We quickly set up camp before total darkness ensued, and hiked back up the hill to the Castle entrance and the party.  Inside, plenty of food & alcohol was on hand to nourish the Ralliers after 2 very long days of driving to get here from the UK (nearly 800 km!).  The views were wonderful, the rave cave w/lasers and electronic music was filled to capacity with the 20-something’s dancing all out, the rest of us explored the castle grounds meeting more new ralliers & catching up with the other teams on what they’d all gotten into (and out of)  so far.

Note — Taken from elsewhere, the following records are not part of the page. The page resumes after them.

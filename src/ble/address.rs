//! Bluetooth device addresses.

use std::fmt;
use std::str::FromStr;

use crate::error::Error;

/// A 48-bit Bluetooth device address.
///
/// Bytes are held most significant first, so `AA:BB:CC:DD:EE:FF` is
/// `[0xAA, 0xBB, 0xCC, 0xDD, 0xEE, 0xFF]`.
#[derive(Clone, Copy, PartialEq, Eq, Hash, PartialOrd, Ord, Default)]
#[cfg_attr(feature = "serde", derive(serde::Serialize, serde::Deserialize))]
pub struct BdAddr([u8; 6]);

impl BdAddr {
    /// Size of an address in bytes.
    pub const SIZE: usize = 6;

    /// The all-zero address.
    pub const NULL: Self = Self([0; 6]);

    /// Create an address from bytes, most significant first.
    pub const fn new(bytes: [u8; 6]) -> Self {
        Self(bytes)
    }

    /// Create an address from over-the-air (little-endian) byte order.
    pub fn from_le_bytes(mut bytes: [u8; 6]) -> Self {
        bytes.reverse();
        Self(bytes)
    }

    /// Bytes, most significant first.
    pub fn as_bytes(&self) -> &[u8; 6] {
        &self.0
    }

    /// Bytes in over-the-air (little-endian) order.
    pub fn to_le_bytes(&self) -> [u8; 6] {
        let mut bytes = self.0;
        bytes.reverse();
        bytes
    }

    /// Check for the all-zero address.
    pub fn is_null(&self) -> bool {
        *self == Self::NULL
    }

    /// Uppercase hex without separators, as used in persisted key names.
    pub fn to_hex(&self) -> String {
        self.0.iter().map(|b| format!("{b:02X}")).collect()
    }
}

impl fmt::Display for BdAddr {
    fn fmt(&self, f: &mut fmt::Formatter<'_>) -> fmt::Result {
        let [a, b, c, d, e, g] = self.0;
        write!(f, "{a:02X}:{b:02X}:{c:02X}:{d:02X}:{e:02X}:{g:02X}")
    }
}

impl fmt::Debug for BdAddr {
    fn fmt(&self, f: &mut fmt::Formatter<'_>) -> fmt::Result {
        write!(f, "BdAddr({self})")
    }
}

impl FromStr for BdAddr {
    type Err = Error;

    fn from_str(s: &str) -> Result<Self, Self::Err> {
        let invalid = || Error::InvalidParameter {
            name: "address".to_string(),
            value: s.to_string(),
        };

        let mut bytes = [0u8; 6];
        let mut parts = s.split(':');
        for byte in bytes.iter_mut() {
            let part = parts.next().ok_or_else(invalid)?;
            if part.len() != 2 {
                return Err(invalid());
            }
            *byte = u8::from_str_radix(part, 16).map_err(|_| invalid())?;
        }

        if parts.next().is_some() {
            return Err(invalid());
        }

        Ok(Self(bytes))
    }
}

impl From<[u8; 6]> for BdAddr {
    fn from(bytes: [u8; 6]) -> Self {
        Self(bytes)
    }
}

#[cfg(test)]
mod tests {
    use super::*;

    #[test]
    fn test_display_and_parse() {
        let addr: BdAddr = "00:1A:7D:DA:71:13".parse().unwrap();
        assert_eq!(addr.as_bytes(), &[0x00, 0x1A, 0x7D, 0xDA, 0x71, 0x13]);
        assert_eq!(addr.to_string(), "00:1A:7D:DA:71:13");
    }

    #[test]
    fn test_parse_rejects_malformed() {
        assert!("00:1A:7D:DA:71".parse::<BdAddr>().is_err());
        assert!("00:1A:7D:DA:71:13:FF".parse::<BdAddr>().is_err());
        assert!("00:1A:7D:DA:71:1".parse::<BdAddr>().is_err());
        assert!("zz:1A:7D:DA:71:13".parse::<BdAddr>().is_err());
    }

    #[test]
    fn test_hex_key_is_most_significant_first() {
        let addr = BdAddr::new([0xAA, 0xBB, 0xCC, 0x01, 0x02, 0x03]);
        assert_eq!(addr.to_hex(), "AABBCC010203");
    }

    #[test]
    fn test_le_bytes() {
        let addr = BdAddr::from_le_bytes([1, 2, 3, 4, 5, 6]);
        assert_eq!(addr.as_bytes(), &[6, 5, 4, 3, 2, 1]);
        assert_eq!(addr.to_le_bytes(), [1, 2, 3, 4, 5, 6]);
        assert!(BdAddr::NULL.is_null());
        assert!(!addr.is_null());
    }
}
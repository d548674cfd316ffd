//! BLE Service and Characteristic UUIDs.
//!
//! Contains the UUID constants used by the Blood Pressure collector.

use uuid::Uuid;

/// Bluetooth Base UUID, into which 16-bit assigned numbers are spliced.
const BLUETOOTH_BASE_UUID: u128 = 0x0000_0000_0000_1000_8000_00805f9b34fb;

// Blood Pressure Service (Standard BLE)
/// Blood Pressure Service UUID (0x1810).
pub const BLOOD_PRESSURE_SERVICE_UUID: Uuid =
    Uuid::from_u128(0x0000_1810_0000_1000_8000_00805f9b34fb);
/// Blood Pressure Measurement characteristic UUID (Indicate).
pub const BLOOD_PRESSURE_MEASUREMENT_UUID: Uuid =
    Uuid::from_u128(0x0000_2a35_0000_1000_8000_00805f9b34fb);
/// Intermediate Cuff Pressure characteristic UUID (Notify).
pub const INTERMEDIATE_CUFF_PRESSURE_UUID: Uuid =
    Uuid::from_u128(0x0000_2a36_0000_1000_8000_00805f9b34fb);
/// Blood Pressure Feature characteristic UUID (Read).
pub const BLOOD_PRESSURE_FEATURE_UUID: Uuid =
    Uuid::from_u128(0x0000_2a49_0000_1000_8000_00805f9b34fb);

// Descriptors
/// Client Characteristic Configuration descriptor UUID (0x2902).
pub const CLIENT_CHARACTERISTIC_CONFIGURATION_UUID: Uuid =
    Uuid::from_u128(0x0000_2902_0000_1000_8000_00805f9b34fb);

/// Expand a 16-bit assigned number into a full UUID.
pub const fn uuid_from_u16(short: u16) -> Uuid {
    Uuid::from_u128(BLUETOOTH_BASE_UUID | ((short as u128) << 96))
}

/// Check if a service UUID is the Blood Pressure service.
pub fn is_blood_pressure_service(uuid: &Uuid) -> bool {
    *uuid == BLOOD_PRESSURE_SERVICE_UUID
}

/// Check if a descriptor UUID is a Client Characteristic Configuration descriptor.
pub fn is_cccd(uuid: &Uuid) -> bool {
    *uuid == CLIENT_CHARACTERISTIC_CONFIGURATION_UUID
}
//! Outstanding GATT transactions issued on behalf of collector requests.

use std::collections::BTreeMap;

use crate::ble::address::BdAddr;
use crate::ble::gatt::{AttributeHandle, GattTransactionId};
use crate::error::{Error, Result};
use crate::registry::devices::DeviceRegistry;
use crate::registry::subscriptions::SubscriptionKind;
use crate::registry::{CallbackId, TransactionId};
use crate::utils::next_id;

/// Operation a transaction performs.
#[derive(Debug, Clone, Copy, PartialEq, Eq, Hash)]
pub enum TransactionKind {
    /// Read the Blood Pressure Feature value.
    ReadFeature,
    /// Write a CCCD.
    WriteCccd {
        /// Characteristic whose CCCD is written.
        kind: SubscriptionKind,
        /// Enable (`true`) or disable (`false`).
        enable: bool,
    },
}

/// One outstanding transaction.
#[derive(Debug, Clone, PartialEq, Eq)]
pub struct TransactionEntry {
    /// Id handed to the collector.
    pub id: TransactionId,
    /// Id assigned by the GATT layer once submitted.
    pub gatt_id: Option<GattTransactionId>,
    /// Operation.
    pub kind: TransactionKind,
    /// Target device.
    pub address: BdAddr,
    /// Callback that caused the transaction.
    pub callback_id: CallbackId,
    /// Issued by the manager to bring the CCCD back in line with the
    /// subscriber count, not on behalf of a request.
    pub corrective: bool,
    /// Target attribute handle.
    pub handle: AttributeHandle,
}

/// Keyed store of outstanding transactions.
#[derive(Debug, Default)]
pub struct TransactionRegistry {
    entries: BTreeMap<TransactionId, TransactionEntry>,
    next_id: u32,
}

impl TransactionRegistry {
    /// Start a transaction.
    ///
    /// Resolves the target handle from the device entry before an id is
    /// allocated.
    ///
    /// # Errors
    ///
    /// - [`Error::UnknownDevice`] if no device is bound under `address`.
    /// - [`Error::DuplicateOutstandingRequest`] if the same operation is
    ///   already outstanding for this device and callback.
    /// - [`Error::AttributeNotSupported`] if the device lacks the attribute.
    pub fn begin(
        &mut self,
        callback_id: CallbackId,
        devices: &DeviceRegistry,
        address: BdAddr,
        kind: TransactionKind,
    ) -> Result<TransactionId> {
        let device = devices.find(&address).ok_or(Error::UnknownDevice)?;

        let duplicate = self.entries.values().any(|entry| {
            entry.address == address && entry.kind == kind && entry.callback_id == callback_id
        });
        if duplicate {
            return Err(Error::DuplicateOutstandingRequest);
        }

        let handle = match kind {
            TransactionKind::ReadFeature => Some(device.handles.feature),
            TransactionKind::WriteCccd { kind, .. } => device.handles.cccd(kind),
        }
        .ok_or(Error::AttributeNotSupported)?;

        let id = self.allocate_id();
        self.entries.insert(
            id,
            TransactionEntry {
                id,
                gatt_id: None,
                kind,
                address,
                callback_id,
                corrective: false,
                handle,
            },
        );

        Ok(id)
    }

    fn allocate_id(&mut self) -> TransactionId {
        loop {
            let id = TransactionId::new(next_id(&mut self.next_id));
            if !self.entries.contains_key(&id) {
                return id;
            }
        }
    }

    /// Record the GATT-layer id once the request is submitted.
    pub fn attach_gatt_id(&mut self, id: TransactionId, gatt_id: GattTransactionId) {
        if let Some(entry) = self.entries.get_mut(&id) {
            entry.gatt_id = Some(gatt_id);
        }
    }

    /// Flag a transaction as a corrective CCCD write.
    pub fn mark_corrective(&mut self, id: TransactionId) {
        if let Some(entry) = self.entries.get_mut(&id) {
            entry.corrective = true;
        }
    }

    /// Look up a transaction.
    pub fn get(&self, id: TransactionId) -> Option<&TransactionEntry> {
        self.entries.get(&id)
    }

    /// Remove and return a transaction by its own id.
    pub fn complete_by_id(&mut self, id: TransactionId) -> Option<TransactionEntry> {
        self.entries.remove(&id)
    }

    /// Remove and return a transaction by its GATT-layer id.
    pub fn complete_by_gatt_id(&mut self, gatt_id: GattTransactionId) -> Option<TransactionEntry> {
        let id = self
            .entries
            .values()
            .find(|entry| entry.gatt_id == Some(gatt_id))
            .map(|entry| entry.id)?;
        self.entries.remove(&id)
    }

    /// Remove a transaction the collector no longer wants.
    ///
    /// # Errors
    ///
    /// Returns [`Error::InvalidParameter`] if no such transaction is outstanding.
    pub fn cancel(&mut self, id: TransactionId) -> Result<TransactionEntry> {
        self.entries
            .remove(&id)
            .ok_or_else(|| Error::InvalidParameter {
                name: "transaction_id".to_string(),
                value: id.to_string(),
            })
    }

    /// Remove and return every transaction for a device, oldest first.
    pub fn purge_for_device(&mut self, address: &BdAddr) -> Vec<TransactionEntry> {
        let ids: Vec<_> = self
            .entries
            .values()
            .filter(|entry| entry.address == *address)
            .map(|entry| entry.id)
            .collect();

        ids.into_iter()
            .filter_map(|id| self.entries.remove(&id))
            .collect()
    }

    /// Remove and return every transaction.
    pub fn drain(&mut self) -> Vec<TransactionEntry> {
        std::mem::take(&mut self.entries).into_values().collect()
    }

    /// Point every transaction for a device at its new address.
    pub fn rekey_device(&mut self, previous: &BdAddr, current: BdAddr) {
        for entry in self.entries.values_mut() {
            if entry.address == *previous {
                entry.address = current;
            }
        }
    }

    /// Ids of the transactions outstanding for a device.
    pub fn ids_for_device(&self, address: &BdAddr) -> Vec<TransactionId> {
        self.entries
            .values()
            .filter(|entry| entry.address == *address)
            .map(|entry| entry.id)
            .collect()
    }

    /// Number of outstanding transactions.
    pub fn len(&self) -> usize {
        self.entries.len()
    }

    /// Check if nothing is outstanding.
    pub fn is_empty(&self) -> bool {
        self.entries.is_empty()
    }
}

#[cfg(test)]
mod tests {
    use super::*;
    use crate::registry::devices::{DeviceEntry, DeviceHandles};

    const ADDR: BdAddr = BdAddr::new([0xAA, 0, 0, 0, 0, 1]);

    fn devices() -> DeviceRegistry {
        let mut devices = DeviceRegistry::default();
        devices
            .insert(DeviceEntry::new(
                ADDR,
                DeviceHandles {
                    measurement: 0x10,
                    measurement_cccd: 0x11,
                    cuff_pressure: None,
                    feature: 0x15,
                },
            ))
            .unwrap();
        devices
    }

    #[test]
    fn test_begin_resolves_handles() {
        let devices = devices();
        let mut txns = TransactionRegistry::default();
        let cb = CallbackId::new(1);

        let read = txns.begin(cb, &devices, ADDR, TransactionKind::ReadFeature).unwrap();
        assert_eq!(txns.get(read).unwrap().handle, 0x15);

        let write = txns
            .begin(
                cb,
                &devices,
                ADDR,
                TransactionKind::WriteCccd {
                    kind: SubscriptionKind::Measurement,
                    enable: true,
                },
            )
            .unwrap();
        assert_eq!(txns.get(write).unwrap().handle, 0x11);
        assert_ne!(read, write);
    }

    #[test]
    fn test_begin_errors() {
        let devices = devices();
        let mut txns = TransactionRegistry::default();
        let cb = CallbackId::new(1);

        assert_eq!(
            txns.begin(cb, &devices, BdAddr::NULL, TransactionKind::ReadFeature),
            Err(Error::UnknownDevice)
        );

        txns.begin(cb, &devices, ADDR, TransactionKind::ReadFeature).unwrap();
        assert_eq!(
            txns.begin(cb, &devices, ADDR, TransactionKind::ReadFeature),
            Err(Error::DuplicateOutstandingRequest)
        );

        // Another callback may issue the same operation.
        assert!(txns
            .begin(CallbackId::new(2), &devices, ADDR, TransactionKind::ReadFeature)
            .is_ok());

        assert_eq!(
            txns.begin(
                cb,
                &devices,
                ADDR,
                TransactionKind::WriteCccd {
                    kind: SubscriptionKind::IntermediateCuffPressure,
                    enable: true,
                },
            ),
            Err(Error::AttributeNotSupported)
        );
        assert_eq!(txns.len(), 2);
    }

    #[test]
    fn test_complete_by_gatt_id() {
        let devices = devices();
        let mut txns = TransactionRegistry::default();
        let id = txns
            .begin(CallbackId::new(1), &devices, ADDR, TransactionKind::ReadFeature)
            .unwrap();
        txns.attach_gatt_id(id, 77);

        assert!(txns.complete_by_gatt_id(78).is_none());
        let entry = txns.complete_by_gatt_id(77).unwrap();
        assert_eq!(entry.id, id);
        assert!(txns.is_empty());
    }

    #[test]
    fn test_cancel_unknown() {
        let mut txns = TransactionRegistry::default();
        assert!(matches!(
            txns.cancel(TransactionId::new(9)),
            Err(Error::InvalidParameter { .. })
        ));
    }

    #[test]
    fn test_purge_and_rekey() {
        let devices = devices();
        let mut txns = TransactionRegistry::default();
        let a = txns
            .begin(CallbackId::new(1), &devices, ADDR, TransactionKind::ReadFeature)
            .unwrap();
        let b = txns
            .begin(CallbackId::new(2), &devices, ADDR, TransactionKind::ReadFeature)
            .unwrap();

        let new = BdAddr::new([0xBB, 0, 0, 0, 0, 2]);
        txns.rekey_device(&ADDR, new);
        assert_eq!(txns.ids_for_device(&new), vec![a, b]);
        assert!(txns.purge_for_device(&ADDR).is_empty());

        let purged = txns.purge_for_device(&new);
        assert_eq!(purged.len(), 2);
        assert!(txns.is_empty());
    }
}
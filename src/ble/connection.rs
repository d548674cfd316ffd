//! Device connection and pairing state feed.
//!
//! The device manager that owns links and bonds reports changes as
//! [`DeviceEvent`]s. The collector only needs one query back into it:
//! whether a device is bonded over an encrypted link, which gates CCCD
//! persistence.

use crate::ble::address::BdAddr;

/// A change reported by the device manager.
#[derive(Debug, Clone, Copy, PartialEq, Eq)]
pub enum DeviceEvent {
    /// The local controller powered on.
    PoweredOn,
    /// The local controller is powering off.
    PoweredOff,
    /// An LE link is up and the remote services are known.
    Connected {
        /// The device.
        address: BdAddr,
    },
    /// The LE link went down.
    Disconnected {
        /// The device.
        address: BdAddr,
    },
    /// The remote services are no longer known (e.g. Service Changed).
    ServicesUnknown {
        /// The device.
        address: BdAddr,
    },
    /// The device is paired and the link is encrypted.
    Paired {
        /// The device.
        address: BdAddr,
    },
    /// The pairing was removed.
    Unpaired {
        /// The device.
        address: BdAddr,
    },
    /// The device's resolvable address rotated.
    AddressChanged {
        /// Address the device was known under.
        previous: BdAddr,
        /// Address the device is known under now.
        current: BdAddr,
    },
    /// The device was deleted from the device manager.
    Deleted {
        /// The device.
        address: BdAddr,
    },
}

/// Link security queries answered by the device manager.
#[cfg_attr(test, mockall::automock)]
pub trait LinkSecurity: Send + Sync {
    /// Paired over LE, link currently encrypted, services known.
    fn is_bonded(&self, address: &BdAddr) -> bool;
}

The best offering of the night came at 11pm when a group of fire spinners took to the castle grounds and memorized the crowd with their finesse.  The most awesome was the finale with the poi spark spinners. – (And as soon as I figure out how to add the video I will)

The after party down at the campground in the military hangar, and at the bus, were nearly all night affairs, including Sarah giving over 100 tours of the bus!.  Alas, a la a night in Vegas, the stories should likley remain in the journal, and not here (something about Absinthe, a bus roof dance photo shoot,  failed sobriety tests…) I woke the next morning to a group of guys playing golf through / around our tents.

We decided to skip the 2nd launch shenanigans and get on the road early and head for Budapest and another very long day of driving.